How to complete this task
Write out the stretch of lines below that begins at the line with "impl ChainView for BreakpointChain" and ends at the line with "the detached run.", including both, exactly as given and nothing more.

Data below:

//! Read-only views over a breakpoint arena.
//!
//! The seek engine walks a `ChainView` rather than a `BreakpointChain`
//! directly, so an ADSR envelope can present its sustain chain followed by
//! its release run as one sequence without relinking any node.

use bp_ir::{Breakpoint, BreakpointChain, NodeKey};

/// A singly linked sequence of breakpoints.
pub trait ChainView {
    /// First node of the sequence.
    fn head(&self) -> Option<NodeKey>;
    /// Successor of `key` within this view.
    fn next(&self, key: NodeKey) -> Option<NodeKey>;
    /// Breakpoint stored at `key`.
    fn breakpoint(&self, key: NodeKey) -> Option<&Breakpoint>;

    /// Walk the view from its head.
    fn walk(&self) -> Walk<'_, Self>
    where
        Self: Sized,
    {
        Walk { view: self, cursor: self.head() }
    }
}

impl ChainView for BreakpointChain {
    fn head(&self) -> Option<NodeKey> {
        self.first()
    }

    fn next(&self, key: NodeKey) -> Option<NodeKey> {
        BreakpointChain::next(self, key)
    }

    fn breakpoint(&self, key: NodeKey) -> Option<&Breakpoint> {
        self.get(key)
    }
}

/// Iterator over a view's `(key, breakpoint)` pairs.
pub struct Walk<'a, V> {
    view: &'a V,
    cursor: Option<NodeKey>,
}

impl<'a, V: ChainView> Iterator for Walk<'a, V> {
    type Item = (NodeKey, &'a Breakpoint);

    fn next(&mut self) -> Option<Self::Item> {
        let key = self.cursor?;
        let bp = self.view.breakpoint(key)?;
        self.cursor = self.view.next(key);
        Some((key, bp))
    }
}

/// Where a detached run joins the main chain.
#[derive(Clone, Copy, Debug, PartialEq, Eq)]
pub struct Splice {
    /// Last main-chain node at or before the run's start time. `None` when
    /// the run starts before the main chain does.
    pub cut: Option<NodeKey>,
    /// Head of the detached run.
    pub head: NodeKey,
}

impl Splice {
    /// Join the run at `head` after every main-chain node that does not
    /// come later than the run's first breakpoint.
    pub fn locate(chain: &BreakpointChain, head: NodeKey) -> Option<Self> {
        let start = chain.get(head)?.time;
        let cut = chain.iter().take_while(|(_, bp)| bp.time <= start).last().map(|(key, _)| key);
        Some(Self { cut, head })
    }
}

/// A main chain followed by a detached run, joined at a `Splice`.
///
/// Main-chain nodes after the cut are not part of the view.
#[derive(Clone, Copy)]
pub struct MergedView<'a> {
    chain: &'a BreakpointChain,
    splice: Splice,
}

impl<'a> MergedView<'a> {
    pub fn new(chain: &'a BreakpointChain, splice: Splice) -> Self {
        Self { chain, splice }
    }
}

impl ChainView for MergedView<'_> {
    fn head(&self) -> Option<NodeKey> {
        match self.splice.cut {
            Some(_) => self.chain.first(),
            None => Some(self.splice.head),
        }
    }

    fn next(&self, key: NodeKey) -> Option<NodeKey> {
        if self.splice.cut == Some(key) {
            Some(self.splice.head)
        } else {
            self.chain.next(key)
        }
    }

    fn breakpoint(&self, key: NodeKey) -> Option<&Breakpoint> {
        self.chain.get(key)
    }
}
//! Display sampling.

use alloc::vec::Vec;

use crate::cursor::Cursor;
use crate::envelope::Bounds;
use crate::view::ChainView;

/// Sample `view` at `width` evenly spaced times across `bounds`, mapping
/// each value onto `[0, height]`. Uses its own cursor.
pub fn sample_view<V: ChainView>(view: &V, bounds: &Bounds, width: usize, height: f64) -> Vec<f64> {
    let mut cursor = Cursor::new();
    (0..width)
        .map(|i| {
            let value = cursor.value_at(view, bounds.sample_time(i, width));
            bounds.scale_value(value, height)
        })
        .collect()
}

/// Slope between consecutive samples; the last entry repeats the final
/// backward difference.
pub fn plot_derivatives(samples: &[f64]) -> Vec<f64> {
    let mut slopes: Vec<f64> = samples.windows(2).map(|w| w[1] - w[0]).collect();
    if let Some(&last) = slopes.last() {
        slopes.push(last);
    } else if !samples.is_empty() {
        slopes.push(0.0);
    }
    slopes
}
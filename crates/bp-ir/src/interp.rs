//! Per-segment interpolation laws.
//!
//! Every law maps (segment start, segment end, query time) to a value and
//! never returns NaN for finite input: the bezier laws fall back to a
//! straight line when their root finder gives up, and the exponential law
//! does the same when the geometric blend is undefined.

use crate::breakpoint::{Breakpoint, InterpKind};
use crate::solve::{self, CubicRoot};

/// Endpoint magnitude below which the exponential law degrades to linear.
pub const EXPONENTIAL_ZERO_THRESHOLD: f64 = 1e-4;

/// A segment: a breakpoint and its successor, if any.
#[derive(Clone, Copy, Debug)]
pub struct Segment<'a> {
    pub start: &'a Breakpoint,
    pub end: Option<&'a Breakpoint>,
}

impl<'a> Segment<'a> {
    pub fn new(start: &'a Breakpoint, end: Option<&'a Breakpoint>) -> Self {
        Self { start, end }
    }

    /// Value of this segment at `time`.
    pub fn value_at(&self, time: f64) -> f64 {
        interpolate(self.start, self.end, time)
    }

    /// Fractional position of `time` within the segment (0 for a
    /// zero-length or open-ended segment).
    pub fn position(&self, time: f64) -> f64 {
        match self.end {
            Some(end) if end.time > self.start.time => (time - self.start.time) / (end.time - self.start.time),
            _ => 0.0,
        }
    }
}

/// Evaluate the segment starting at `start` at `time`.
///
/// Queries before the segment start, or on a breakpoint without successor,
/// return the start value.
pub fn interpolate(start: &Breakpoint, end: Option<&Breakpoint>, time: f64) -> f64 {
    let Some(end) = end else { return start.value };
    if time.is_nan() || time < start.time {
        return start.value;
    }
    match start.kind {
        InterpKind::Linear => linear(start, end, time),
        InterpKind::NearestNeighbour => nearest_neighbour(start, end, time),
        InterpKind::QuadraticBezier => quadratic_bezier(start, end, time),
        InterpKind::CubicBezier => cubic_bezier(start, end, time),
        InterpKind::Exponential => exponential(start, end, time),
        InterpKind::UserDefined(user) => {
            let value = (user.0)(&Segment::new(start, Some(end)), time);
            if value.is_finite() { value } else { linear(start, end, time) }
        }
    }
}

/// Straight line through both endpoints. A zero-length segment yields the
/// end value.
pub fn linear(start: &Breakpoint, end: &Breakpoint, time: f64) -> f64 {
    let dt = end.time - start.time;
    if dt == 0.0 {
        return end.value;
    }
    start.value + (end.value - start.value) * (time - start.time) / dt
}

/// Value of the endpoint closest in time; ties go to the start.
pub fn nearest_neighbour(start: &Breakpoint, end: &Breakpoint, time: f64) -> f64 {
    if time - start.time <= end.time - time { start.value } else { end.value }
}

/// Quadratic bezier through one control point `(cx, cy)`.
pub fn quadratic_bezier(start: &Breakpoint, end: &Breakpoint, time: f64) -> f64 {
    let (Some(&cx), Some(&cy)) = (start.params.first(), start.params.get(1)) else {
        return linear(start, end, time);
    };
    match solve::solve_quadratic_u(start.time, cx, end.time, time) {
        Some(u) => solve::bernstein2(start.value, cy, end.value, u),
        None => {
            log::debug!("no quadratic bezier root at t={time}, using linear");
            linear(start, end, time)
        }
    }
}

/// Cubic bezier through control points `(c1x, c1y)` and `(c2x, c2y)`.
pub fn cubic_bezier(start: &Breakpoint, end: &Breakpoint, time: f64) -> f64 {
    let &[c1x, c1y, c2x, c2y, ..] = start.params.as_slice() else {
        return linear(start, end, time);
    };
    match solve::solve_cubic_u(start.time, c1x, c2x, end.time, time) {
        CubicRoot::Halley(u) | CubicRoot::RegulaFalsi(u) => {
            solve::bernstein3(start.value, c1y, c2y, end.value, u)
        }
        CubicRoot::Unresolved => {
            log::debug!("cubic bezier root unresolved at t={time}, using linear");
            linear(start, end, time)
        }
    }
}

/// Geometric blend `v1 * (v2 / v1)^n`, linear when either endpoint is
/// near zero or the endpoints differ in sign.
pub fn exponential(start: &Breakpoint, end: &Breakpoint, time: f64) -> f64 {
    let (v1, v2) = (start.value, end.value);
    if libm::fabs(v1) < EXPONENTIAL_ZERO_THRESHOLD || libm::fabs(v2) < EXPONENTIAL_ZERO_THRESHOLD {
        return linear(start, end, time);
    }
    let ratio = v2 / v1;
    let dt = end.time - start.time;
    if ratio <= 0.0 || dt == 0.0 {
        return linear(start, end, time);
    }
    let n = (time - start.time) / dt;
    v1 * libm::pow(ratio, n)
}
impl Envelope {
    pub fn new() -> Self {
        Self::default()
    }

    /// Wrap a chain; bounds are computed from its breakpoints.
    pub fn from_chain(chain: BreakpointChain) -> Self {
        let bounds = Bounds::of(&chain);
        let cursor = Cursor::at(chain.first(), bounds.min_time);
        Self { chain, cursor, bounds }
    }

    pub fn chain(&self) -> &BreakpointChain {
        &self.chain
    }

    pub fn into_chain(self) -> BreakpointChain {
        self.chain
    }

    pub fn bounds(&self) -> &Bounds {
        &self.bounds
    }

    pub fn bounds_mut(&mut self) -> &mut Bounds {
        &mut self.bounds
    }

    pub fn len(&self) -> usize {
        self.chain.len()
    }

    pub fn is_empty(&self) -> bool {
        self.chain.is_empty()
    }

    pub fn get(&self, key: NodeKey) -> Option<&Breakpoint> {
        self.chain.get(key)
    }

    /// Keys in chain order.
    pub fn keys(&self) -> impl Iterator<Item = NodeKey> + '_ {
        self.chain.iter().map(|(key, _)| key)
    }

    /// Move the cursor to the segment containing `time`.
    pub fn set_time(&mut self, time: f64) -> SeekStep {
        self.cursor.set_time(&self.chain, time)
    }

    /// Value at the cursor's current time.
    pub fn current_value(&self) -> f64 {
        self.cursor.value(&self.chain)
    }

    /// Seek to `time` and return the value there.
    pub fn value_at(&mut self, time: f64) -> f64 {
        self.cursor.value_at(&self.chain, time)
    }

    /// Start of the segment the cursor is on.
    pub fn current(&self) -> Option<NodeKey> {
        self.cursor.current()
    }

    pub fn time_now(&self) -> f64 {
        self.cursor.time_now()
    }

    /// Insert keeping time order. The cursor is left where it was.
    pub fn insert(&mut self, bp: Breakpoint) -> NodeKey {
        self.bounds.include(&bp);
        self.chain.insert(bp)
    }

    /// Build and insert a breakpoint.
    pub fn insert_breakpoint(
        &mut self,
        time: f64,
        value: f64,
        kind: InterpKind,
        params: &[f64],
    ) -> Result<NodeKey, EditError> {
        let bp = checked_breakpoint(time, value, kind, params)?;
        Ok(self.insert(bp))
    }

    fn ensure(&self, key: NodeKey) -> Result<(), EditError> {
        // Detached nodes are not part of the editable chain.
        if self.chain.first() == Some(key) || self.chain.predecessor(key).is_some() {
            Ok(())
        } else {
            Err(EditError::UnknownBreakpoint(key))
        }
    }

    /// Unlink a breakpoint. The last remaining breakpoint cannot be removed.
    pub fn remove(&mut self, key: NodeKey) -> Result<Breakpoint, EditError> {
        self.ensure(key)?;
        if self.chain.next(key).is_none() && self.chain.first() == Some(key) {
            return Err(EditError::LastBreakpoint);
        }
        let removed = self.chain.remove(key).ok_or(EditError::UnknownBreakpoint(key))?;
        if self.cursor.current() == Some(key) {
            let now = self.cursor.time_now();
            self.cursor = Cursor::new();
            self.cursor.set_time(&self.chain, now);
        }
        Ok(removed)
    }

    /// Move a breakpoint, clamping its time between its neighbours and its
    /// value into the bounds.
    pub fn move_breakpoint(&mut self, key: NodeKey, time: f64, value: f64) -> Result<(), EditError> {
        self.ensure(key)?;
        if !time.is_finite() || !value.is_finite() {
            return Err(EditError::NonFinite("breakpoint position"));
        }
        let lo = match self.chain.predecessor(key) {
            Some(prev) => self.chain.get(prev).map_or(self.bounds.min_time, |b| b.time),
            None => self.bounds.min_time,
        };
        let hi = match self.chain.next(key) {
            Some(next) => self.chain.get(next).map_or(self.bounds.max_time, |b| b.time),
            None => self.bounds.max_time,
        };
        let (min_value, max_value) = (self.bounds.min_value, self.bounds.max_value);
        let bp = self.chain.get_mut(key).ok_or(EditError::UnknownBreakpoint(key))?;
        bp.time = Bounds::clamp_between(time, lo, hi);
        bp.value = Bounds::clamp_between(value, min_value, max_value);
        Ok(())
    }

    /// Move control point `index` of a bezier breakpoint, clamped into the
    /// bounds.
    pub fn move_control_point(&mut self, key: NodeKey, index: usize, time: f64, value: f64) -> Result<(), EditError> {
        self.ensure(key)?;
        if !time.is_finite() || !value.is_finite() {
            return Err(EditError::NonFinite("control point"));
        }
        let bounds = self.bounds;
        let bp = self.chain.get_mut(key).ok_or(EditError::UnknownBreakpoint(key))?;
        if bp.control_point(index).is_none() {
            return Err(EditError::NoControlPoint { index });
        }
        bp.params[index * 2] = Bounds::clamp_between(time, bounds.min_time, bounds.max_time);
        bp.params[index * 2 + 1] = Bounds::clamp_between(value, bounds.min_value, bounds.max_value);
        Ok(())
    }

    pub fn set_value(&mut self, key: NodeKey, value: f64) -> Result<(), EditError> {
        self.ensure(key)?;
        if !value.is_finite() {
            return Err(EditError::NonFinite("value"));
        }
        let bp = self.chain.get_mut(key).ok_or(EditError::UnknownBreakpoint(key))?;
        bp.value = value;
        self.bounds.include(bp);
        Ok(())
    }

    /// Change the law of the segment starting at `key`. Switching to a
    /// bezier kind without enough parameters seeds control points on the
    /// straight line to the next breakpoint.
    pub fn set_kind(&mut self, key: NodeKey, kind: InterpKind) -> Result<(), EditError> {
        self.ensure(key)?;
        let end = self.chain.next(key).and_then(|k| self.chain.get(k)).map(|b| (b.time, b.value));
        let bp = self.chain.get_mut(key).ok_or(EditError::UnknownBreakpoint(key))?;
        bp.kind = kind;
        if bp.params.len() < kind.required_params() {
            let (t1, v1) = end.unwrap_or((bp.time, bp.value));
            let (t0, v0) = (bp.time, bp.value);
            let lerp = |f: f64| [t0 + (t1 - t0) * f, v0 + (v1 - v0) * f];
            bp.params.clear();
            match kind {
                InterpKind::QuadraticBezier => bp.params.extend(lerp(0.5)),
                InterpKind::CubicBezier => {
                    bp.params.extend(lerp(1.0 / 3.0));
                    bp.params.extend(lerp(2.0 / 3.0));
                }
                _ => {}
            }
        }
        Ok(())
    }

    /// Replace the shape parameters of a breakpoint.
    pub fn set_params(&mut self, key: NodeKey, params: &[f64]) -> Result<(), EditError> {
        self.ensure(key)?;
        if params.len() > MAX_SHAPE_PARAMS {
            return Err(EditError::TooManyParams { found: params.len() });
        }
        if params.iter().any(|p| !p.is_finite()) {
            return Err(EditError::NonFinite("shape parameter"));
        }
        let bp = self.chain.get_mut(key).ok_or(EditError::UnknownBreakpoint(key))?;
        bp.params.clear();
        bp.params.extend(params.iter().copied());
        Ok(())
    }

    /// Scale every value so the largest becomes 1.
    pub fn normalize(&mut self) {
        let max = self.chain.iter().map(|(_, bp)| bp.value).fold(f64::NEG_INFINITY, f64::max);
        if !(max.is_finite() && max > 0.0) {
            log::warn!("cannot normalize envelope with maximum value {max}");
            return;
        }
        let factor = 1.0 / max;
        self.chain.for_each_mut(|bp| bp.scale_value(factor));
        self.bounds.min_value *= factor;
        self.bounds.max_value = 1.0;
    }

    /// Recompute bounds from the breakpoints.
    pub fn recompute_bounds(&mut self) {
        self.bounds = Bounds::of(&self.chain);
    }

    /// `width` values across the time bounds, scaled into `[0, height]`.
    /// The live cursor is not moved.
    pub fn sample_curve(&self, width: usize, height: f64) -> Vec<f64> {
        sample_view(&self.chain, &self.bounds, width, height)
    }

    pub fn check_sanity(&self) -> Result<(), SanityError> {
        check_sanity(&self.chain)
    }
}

End of Data.

Task answer
impl ChainView for BreakpointChain {
    fn head(&self) -> Option<NodeKey> {
        self.first()
    }

    fn next(&self, key: NodeKey) -> Option<NodeKey> {
        BreakpointChain::next(self, key)
    }

    fn breakpoint(&self, key: NodeKey) -> Option<&Breakpoint> {
        self.get(key)
    }
}

/// Iterator over a view's `(key, breakpoint)` pairs.
pub struct Walk<'a, V> {
    view: &'a V,
    cursor: Option<NodeKey>,
}

impl<'a, V: ChainView> Iterator for Walk<'a, V> {
    type Item = (NodeKey, &'a Breakpoint);

    fn next(&mut self) -> Option<Self::Item> {
        let key = self.cursor?;
        let bp = self.view.breakpoint(key)?;
        self.cursor = self.view.next(key);
        Some((key, bp))
    }
}

/// Where a detached run joins the main chain.
#[derive(Clone, Copy, Debug, PartialEq, Eq)]
pub struct Splice {
    /// Last main-chain node at or before the run's start time. `None` when
    /// the run starts before the main chain does.
    pub cut: Option<NodeKey>,
    /// Head of the detached run.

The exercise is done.